The determination unit 22 repeats the determination process from step S101 to step S103 between all measurement points for which an occurrence event should be determined (S104). For example, in the case of FIG. 5, the determination unit 22 determines between the measurement points P1 and P2, between the measurement points P2 and P3, between the measurement points P3 and P4, between the measurement points P4 and P5, between the measurement points P5 and P6, and between the measurement points P6. And P7 and between the measurement points P7 and P8, respectively. The determination unit 22, the probe information that has been recorded at each probe car 10 ₁ to 10 _N included in the probe information DB, by repeating the determination process in steps S101~ step S103, the probe car 10 ₁ to 10 Each event occurring in _N is judged.

  Note that the determination unit 22 does not determine between all measurement points included in the probe information DB, but for example, a period (for example, X month Y day to X month Z) specified by the user (analyzer). The determination process may be limited to a region or a road).

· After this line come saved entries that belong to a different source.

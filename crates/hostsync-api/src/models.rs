// Zabbix JSON-RPC wire types
//
// Envelope types are crate-private; the host, template and group shapes
// are public because `hostsync-core` converts them into its domain model.
// Zabbix returns every identifier as a JSON string.

use serde::{Deserialize, Serialize};

// ── Envelope ────────────────────────────────────────────────────────

#[derive(Debug, Serialize)]
pub(crate) struct RpcRequest<'a, P: Serialize> {
    pub jsonrpc: &'static str,
    pub method: &'a str,
    pub params: &'a P,
    pub id: u64,
    #[serde(skip_serializing_if = "Option::is_none")]
    pub auth: Option<&'a str>,
}

#[derive(Debug, Deserialize)]
pub(crate) struct RpcResponse {
    #[serde(default)]
    pub result: Option<serde_json::Value>,
    #[serde(default)]
    pub error: Option<RpcErrorBody>,
}

#[derive(Debug, Deserialize)]
pub(crate) struct RpcErrorBody {
    pub code: i64,
    #[serde(default)]
    pub message: String,
    #[serde(default)]
    pub data: Option<String>,
}

// ── Reference data ──────────────────────────────────────────────────

/// A template as returned by `template.get` / `selectParentTemplates`.
#[derive(Debug, Clone, PartialEq, Eq, Serialize, Deserialize)]
pub struct TemplateRef {
    pub templateid: String,
    pub name: String,
}

/// A host group as returned by `hostgroup.get` / `selectGroups`.
#[derive(Debug, Clone, PartialEq, Eq, Serialize, Deserialize)]
pub struct GroupRef {
    pub groupid: String,
    pub name: String,
}

// ── Hosts ───────────────────────────────────────────────────────────

/// A monitored host from `host.get`.
#[derive(Debug, Clone, Serialize, Deserialize)]
pub struct ZabbixHost {
    pub hostid: String,
    /// Technical host name.
    pub host: String,
    /// Visible name.
    pub name: String,
    /// Zabbix 6.2 renamed the selector output to `hostgroups`.
    #[serde(default, alias = "hostgroups")]
    pub groups: Vec<GroupRef>,
    #[serde(default, rename = "parentTemplates")]
    pub parent_templates: Vec<TemplateRef>,
}

/// Parameters for `host.update`.
///
/// `templates` replaces the linked template set and `groups` replaces the
/// host group set; both carry identifiers only.
#[derive(Debug, Clone, PartialEq, Eq, Serialize)]
pub struct HostUpdate {
    pub hostid: String,
    pub host: String,
    pub name: String,
    pub templates: Vec<TemplateId>,
    pub groups: Vec<GroupId>,
}

#[derive(Debug, Clone, PartialEq, Eq, Serialize, Deserialize)]
pub struct TemplateId {
    pub templateid: String,
}

#[derive(Debug, Clone, PartialEq, Eq, Serialize, Deserialize)]
pub struct GroupId {
    pub groupid: String,
}

/// Result of `host.update`.
#[derive(Debug, Clone, Deserialize)]
pub struct HostIds {
    pub hostids: Vec<String>,
}
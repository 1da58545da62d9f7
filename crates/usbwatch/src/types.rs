//! USB value types
//!
//! Plain data: device identity, configuration selection, endpoint
//! addresses. No behavior beyond parsing and formatting.

use serde::{Deserialize, Serialize};
use std::fmt;
use std::str::FromStr;

/// Vendor/product identity of a class of USB device.
///
/// Identifies a device model, not a specific physical unit. Equality
/// is by both fields.
#[derive(Debug, Clone, Copy, PartialEq, Eq, Hash, Serialize, Deserialize)]
pub struct DeviceIdentity {
    pub vendor_id: u16,
    pub product_id: u16,
}

impl DeviceIdentity {
    pub const fn new(vendor_id: u16, product_id: u16) -> Self {
        Self {
            vendor_id,
            product_id,
        }
    }
}

impl fmt::Display for DeviceIdentity {
    fn fmt(&self, f: &mut fmt::Formatter<'_>) -> fmt::Result {
        write!(f, "{:04x}:{:04x}", self.vendor_id, self.product_id)
    }
}

impl FromStr for DeviceIdentity {
    type Err = String;

    /// Parse a `VID:PID` pair, with or without `0x` prefixes
    /// (e.g. `0x0483:0x3748` or `0483:3748`).
    fn from_str(s: &str) -> Result<Self, Self::Err> {
        let parts: Vec<&str> = s.split(':').collect();
        if parts.len() != 2 {
            return Err(format!(
                "invalid identity '{}', expected VID:PID (e.g. '0x0483:0x3748')",
                s
            ));
        }

        let parse_id = |id: &str, name: &str| -> Result<u16, String> {
            let hex = id
                .trim_start_matches("0x")
                .trim_start_matches("0X");
            if hex.is_empty() || hex.len() > 4 {
                return Err(format!("invalid {} '{}', hex part must be 1-4 digits", name, id));
            }
            u16::from_str_radix(hex, 16)
                .map_err(|_| format!("invalid {} '{}', not a valid hex number", name, id))
        };

        Ok(Self {
            vendor_id: parse_id(parts[0], "VID")?,
            product_id: parse_id(parts[1], "PID")?,
        })
    }
}

/// Configuration selection for a device of interest: which
/// configuration, interface and alternate setting to use when opening.
#[derive(Debug, Clone, Copy, PartialEq, Eq, Serialize, Deserialize)]
pub struct DeviceConfig {
    pub interface: u8,
    pub alternate: u8,
    pub configuration: u8,
}

impl Default for DeviceConfig {
    fn default() -> Self {
        Self {
            interface: 0,
            alternate: 0,
            configuration: 1,
        }
    }
}

/// Bulk endpoint address pair for one device.
///
/// `read` is the IN endpoint (bit 7 set, e.g. 0x81), `write` the OUT
/// endpoint (e.g. 0x02).
#[derive(Debug, Clone, Copy, PartialEq, Eq, Serialize, Deserialize)]
pub struct EndpointPair {
    pub read: u8,
    pub write: u8,
}

impl EndpointPair {
    pub const fn new(read: u8, write: u8) -> Self {
        Self { read, write }
    }
}

/// Direction set requested when opening a transfer channel.
#[derive(Debug, Clone, Copy, PartialEq, Eq)]
pub enum Direction {
    Read,
    Write,
    ReadWrite,
}

impl Direction {
    pub fn can_read(self) -> bool {
        matches!(self, Direction::Read | Direction::ReadWrite)
    }

    pub fn can_write(self) -> bool {
        matches!(self, Direction::Write | Direction::ReadWrite)
    }
}

#[cfg(test)]
mod tests {
    use super::*;

    #[test]
    fn test_identity_equality() {
        let a = DeviceIdentity::new(0x0483, 0x3748);
        let b = DeviceIdentity::new(0x0483, 0x3748);
        let c = DeviceIdentity::new(0x0483, 0x3749);

        assert_eq!(a, b);
        assert_ne!(a, c);
    }

    #[test]
    fn test_identity_display() {
        let id = DeviceIdentity::new(0x0483, 0x3748);
        assert_eq!(id.to_string(), "0483:3748");
    }

    #[test]
    fn test_identity_parse() {
        assert_eq!(
            "0x0483:0x3748".parse::<DeviceIdentity>().unwrap(),
            DeviceIdentity::new(0x0483, 0x3748)
        );
        assert_eq!(
            "0483:3748".parse::<DeviceIdentity>().unwrap(),
            DeviceIdentity::new(0x0483, 0x3748)
        );
        assert_eq!(
            "ABCD:1".parse::<DeviceIdentity>().unwrap(),
            DeviceIdentity::new(0xabcd, 0x0001)
        );
    }

    #[test]
    fn test_identity_parse_invalid() {
        assert!("0483".parse::<DeviceIdentity>().is_err());
        assert!("0483:3748:0001".parse::<DeviceIdentity>().is_err());
        assert!("ghij:3748".parse::<DeviceIdentity>().is_err());
        assert!("12345:3748".parse::<DeviceIdentity>().is_err());
        assert!("0x:3748".parse::<DeviceIdentity>().is_err());
    }

    #[test]
    fn test_default_device_config() {
        let config = DeviceConfig::default();
        assert_eq!(config.interface, 0);
        assert_eq!(config.alternate, 0);
        assert_eq!(config.configuration, 1);
    }

    #[test]
    fn test_direction_flags() {
        assert!(Direction::Read.can_read());
        assert!(!Direction::Read.can_write());
        assert!(Direction::Write.can_write());
        assert!(!Direction::Write.can_read());
        assert!(Direction::ReadWrite.can_read());
        assert!(Direction::ReadWrite.can_write());
    }
}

<Specific example of determination processing>
Subsequently, a plurality of specific examples will be described as specific examples of the determination process performed by the determination unit 22. A plurality of specific examples shown below can be arbitrarily combined.

(Specific example 1-1: Stop determination)
Consider a case where an event occurring in the probe car 10 is determined at two measurement points shown in FIG. In this case, the average speed between the two measurement points is 200 m / (10: 53: 30-10: 51: 22) = about 5.6 km / h. The speed of the measurement point with the earlier measurement time is 60 km / h. In other words, if there is no stop or speed reduction factor between the two measurement points, the probe car 10 can travel between the two measurement points with 60 km / h, but actually the speed is up to 5.6 km / h. It can be seen that has decreased. That is, it can be estimated that there is a stop factor such as a signal or an intersection at any point between the two measurement points, and the average speed has decreased because the probe car 10 has stopped due to the stop factor. it can.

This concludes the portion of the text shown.